- [Your assignment]: Wherever a line in the records below contains "Uuid", copy that line.

- - -

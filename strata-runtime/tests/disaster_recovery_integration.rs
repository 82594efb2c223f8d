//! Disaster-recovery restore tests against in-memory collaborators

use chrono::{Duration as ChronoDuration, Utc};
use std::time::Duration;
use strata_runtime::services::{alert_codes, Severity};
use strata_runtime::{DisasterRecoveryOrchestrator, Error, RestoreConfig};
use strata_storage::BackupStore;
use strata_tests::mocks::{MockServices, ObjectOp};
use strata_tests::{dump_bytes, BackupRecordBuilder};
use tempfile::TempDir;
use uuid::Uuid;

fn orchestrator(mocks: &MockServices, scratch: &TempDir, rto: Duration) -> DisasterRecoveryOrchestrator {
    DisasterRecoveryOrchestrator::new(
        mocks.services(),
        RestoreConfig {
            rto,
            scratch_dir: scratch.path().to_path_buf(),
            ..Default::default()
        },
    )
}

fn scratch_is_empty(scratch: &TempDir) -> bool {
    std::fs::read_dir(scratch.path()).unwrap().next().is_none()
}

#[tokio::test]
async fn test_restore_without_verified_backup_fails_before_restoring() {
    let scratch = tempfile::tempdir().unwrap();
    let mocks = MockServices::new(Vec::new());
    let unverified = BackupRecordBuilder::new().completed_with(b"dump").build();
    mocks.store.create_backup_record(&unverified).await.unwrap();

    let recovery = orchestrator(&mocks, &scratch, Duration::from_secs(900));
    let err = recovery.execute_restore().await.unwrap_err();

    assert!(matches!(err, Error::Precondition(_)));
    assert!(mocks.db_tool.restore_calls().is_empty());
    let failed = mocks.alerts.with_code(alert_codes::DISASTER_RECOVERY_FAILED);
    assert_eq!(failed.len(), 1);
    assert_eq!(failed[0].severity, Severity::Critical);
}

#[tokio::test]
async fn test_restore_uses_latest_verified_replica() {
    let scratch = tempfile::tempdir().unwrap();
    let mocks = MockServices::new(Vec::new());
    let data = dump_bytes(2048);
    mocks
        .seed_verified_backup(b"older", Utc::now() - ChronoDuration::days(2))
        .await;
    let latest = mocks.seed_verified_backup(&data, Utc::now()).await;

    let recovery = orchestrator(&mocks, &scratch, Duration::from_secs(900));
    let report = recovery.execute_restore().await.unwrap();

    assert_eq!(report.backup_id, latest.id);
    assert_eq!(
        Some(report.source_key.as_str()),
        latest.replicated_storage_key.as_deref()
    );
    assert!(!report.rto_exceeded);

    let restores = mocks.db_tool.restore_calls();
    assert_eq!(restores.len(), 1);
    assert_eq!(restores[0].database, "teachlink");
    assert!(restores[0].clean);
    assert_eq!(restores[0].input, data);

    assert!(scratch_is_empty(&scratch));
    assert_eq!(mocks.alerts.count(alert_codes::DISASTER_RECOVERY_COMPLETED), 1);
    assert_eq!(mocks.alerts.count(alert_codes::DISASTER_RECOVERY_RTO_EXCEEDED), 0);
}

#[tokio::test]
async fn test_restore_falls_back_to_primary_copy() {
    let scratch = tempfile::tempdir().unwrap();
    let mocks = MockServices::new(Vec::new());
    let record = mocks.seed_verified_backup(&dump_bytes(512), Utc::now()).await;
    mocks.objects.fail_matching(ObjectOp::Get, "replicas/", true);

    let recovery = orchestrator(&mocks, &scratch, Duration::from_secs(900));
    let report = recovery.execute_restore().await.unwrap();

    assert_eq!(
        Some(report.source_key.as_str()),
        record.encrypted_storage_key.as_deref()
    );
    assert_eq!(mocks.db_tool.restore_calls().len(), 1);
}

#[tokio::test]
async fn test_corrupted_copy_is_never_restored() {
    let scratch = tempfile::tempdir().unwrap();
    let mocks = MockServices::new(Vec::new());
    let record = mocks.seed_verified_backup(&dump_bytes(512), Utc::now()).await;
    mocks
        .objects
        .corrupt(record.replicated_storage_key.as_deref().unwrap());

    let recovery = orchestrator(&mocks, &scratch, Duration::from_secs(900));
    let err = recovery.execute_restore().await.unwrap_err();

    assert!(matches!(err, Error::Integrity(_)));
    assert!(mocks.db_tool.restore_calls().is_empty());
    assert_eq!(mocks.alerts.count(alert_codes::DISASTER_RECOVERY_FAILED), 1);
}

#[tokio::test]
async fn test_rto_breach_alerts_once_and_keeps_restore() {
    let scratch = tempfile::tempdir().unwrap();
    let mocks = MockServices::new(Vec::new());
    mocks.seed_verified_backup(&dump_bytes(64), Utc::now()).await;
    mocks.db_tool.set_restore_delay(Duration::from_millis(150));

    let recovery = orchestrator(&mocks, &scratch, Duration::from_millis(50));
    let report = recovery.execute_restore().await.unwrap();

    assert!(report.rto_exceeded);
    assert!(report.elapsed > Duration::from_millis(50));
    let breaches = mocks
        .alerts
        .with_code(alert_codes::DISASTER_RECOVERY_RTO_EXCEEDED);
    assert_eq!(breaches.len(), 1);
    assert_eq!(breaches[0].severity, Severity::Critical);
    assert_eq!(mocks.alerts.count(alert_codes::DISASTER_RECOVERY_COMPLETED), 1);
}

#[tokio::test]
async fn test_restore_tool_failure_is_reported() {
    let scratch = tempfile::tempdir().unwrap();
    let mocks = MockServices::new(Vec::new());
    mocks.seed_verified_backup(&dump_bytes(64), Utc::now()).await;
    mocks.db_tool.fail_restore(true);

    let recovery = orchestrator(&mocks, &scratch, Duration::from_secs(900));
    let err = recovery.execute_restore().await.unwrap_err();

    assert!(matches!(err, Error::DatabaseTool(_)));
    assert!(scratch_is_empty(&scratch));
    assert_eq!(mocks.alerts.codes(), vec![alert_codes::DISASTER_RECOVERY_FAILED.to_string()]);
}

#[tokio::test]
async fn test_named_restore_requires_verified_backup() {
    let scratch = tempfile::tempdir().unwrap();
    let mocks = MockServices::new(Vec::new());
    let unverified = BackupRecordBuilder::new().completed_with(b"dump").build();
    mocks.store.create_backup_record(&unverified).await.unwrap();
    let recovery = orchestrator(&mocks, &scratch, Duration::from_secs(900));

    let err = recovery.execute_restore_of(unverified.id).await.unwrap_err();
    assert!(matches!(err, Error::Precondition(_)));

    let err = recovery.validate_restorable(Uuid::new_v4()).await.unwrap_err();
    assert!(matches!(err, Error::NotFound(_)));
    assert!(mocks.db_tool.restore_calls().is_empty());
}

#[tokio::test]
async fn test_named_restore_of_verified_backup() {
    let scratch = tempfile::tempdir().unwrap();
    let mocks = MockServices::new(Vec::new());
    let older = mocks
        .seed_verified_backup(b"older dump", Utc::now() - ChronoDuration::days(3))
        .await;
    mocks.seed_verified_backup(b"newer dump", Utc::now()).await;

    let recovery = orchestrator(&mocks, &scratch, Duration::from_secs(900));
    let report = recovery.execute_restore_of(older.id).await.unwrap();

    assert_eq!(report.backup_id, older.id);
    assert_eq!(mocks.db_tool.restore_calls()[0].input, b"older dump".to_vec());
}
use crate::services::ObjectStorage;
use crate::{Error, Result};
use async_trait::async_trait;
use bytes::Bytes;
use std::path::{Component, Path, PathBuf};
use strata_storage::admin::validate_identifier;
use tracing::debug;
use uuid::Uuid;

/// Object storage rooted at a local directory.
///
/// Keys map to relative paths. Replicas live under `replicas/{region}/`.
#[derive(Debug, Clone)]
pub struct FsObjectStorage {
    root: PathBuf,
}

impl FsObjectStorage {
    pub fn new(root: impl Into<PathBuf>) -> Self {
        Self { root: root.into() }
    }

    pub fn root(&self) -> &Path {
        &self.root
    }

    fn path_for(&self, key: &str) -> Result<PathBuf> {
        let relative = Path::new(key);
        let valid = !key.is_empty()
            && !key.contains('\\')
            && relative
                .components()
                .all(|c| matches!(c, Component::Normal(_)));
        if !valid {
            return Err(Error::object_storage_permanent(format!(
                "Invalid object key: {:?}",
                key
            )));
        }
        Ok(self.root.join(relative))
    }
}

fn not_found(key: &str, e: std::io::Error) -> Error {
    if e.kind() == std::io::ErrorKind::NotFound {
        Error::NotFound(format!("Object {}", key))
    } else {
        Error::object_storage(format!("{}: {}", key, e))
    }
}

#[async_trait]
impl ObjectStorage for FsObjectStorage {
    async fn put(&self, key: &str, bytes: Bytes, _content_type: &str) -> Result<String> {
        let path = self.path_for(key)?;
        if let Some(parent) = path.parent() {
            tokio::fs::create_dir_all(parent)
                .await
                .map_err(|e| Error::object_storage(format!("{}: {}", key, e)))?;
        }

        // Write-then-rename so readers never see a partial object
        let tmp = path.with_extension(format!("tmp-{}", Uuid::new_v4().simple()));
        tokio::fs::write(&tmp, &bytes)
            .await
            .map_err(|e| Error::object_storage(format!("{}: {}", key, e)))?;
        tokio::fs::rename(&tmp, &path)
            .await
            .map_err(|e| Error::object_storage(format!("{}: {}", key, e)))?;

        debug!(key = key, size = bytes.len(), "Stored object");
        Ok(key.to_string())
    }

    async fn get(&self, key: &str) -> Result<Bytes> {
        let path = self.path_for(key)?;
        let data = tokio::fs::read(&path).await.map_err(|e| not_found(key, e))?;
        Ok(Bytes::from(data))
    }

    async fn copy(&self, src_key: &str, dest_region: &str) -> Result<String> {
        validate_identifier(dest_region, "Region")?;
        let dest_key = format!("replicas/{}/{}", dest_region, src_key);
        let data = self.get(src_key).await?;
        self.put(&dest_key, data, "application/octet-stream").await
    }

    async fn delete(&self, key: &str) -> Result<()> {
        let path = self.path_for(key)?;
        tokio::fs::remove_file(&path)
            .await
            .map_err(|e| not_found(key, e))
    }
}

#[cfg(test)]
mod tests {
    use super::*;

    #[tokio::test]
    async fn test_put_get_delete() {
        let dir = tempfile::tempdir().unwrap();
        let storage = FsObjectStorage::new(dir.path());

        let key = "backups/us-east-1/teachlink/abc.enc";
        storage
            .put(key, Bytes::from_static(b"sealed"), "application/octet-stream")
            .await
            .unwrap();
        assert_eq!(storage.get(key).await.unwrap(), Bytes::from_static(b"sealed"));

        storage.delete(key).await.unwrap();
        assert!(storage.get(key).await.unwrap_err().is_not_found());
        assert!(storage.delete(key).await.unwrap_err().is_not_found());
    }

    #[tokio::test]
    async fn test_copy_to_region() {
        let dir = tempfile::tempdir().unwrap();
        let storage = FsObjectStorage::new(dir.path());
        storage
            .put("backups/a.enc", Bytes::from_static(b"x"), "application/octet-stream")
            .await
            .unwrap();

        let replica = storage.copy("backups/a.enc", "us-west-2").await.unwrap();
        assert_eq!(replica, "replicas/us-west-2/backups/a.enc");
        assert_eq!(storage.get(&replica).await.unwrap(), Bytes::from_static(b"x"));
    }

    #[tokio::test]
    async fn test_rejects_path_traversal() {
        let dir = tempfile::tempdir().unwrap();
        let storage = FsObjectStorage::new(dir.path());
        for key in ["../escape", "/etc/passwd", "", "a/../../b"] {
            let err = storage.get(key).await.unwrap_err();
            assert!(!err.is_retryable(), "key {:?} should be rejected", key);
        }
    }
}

- - -

- [Problem solution]:
use uuid::Uuid;
    let err = recovery.validate_restorable(Uuid::new_v4()).await.unwrap_err();
use uuid::Uuid;
        let tmp = path.with_extension(format!("tmp-{}", Uuid::new_v4().simple()));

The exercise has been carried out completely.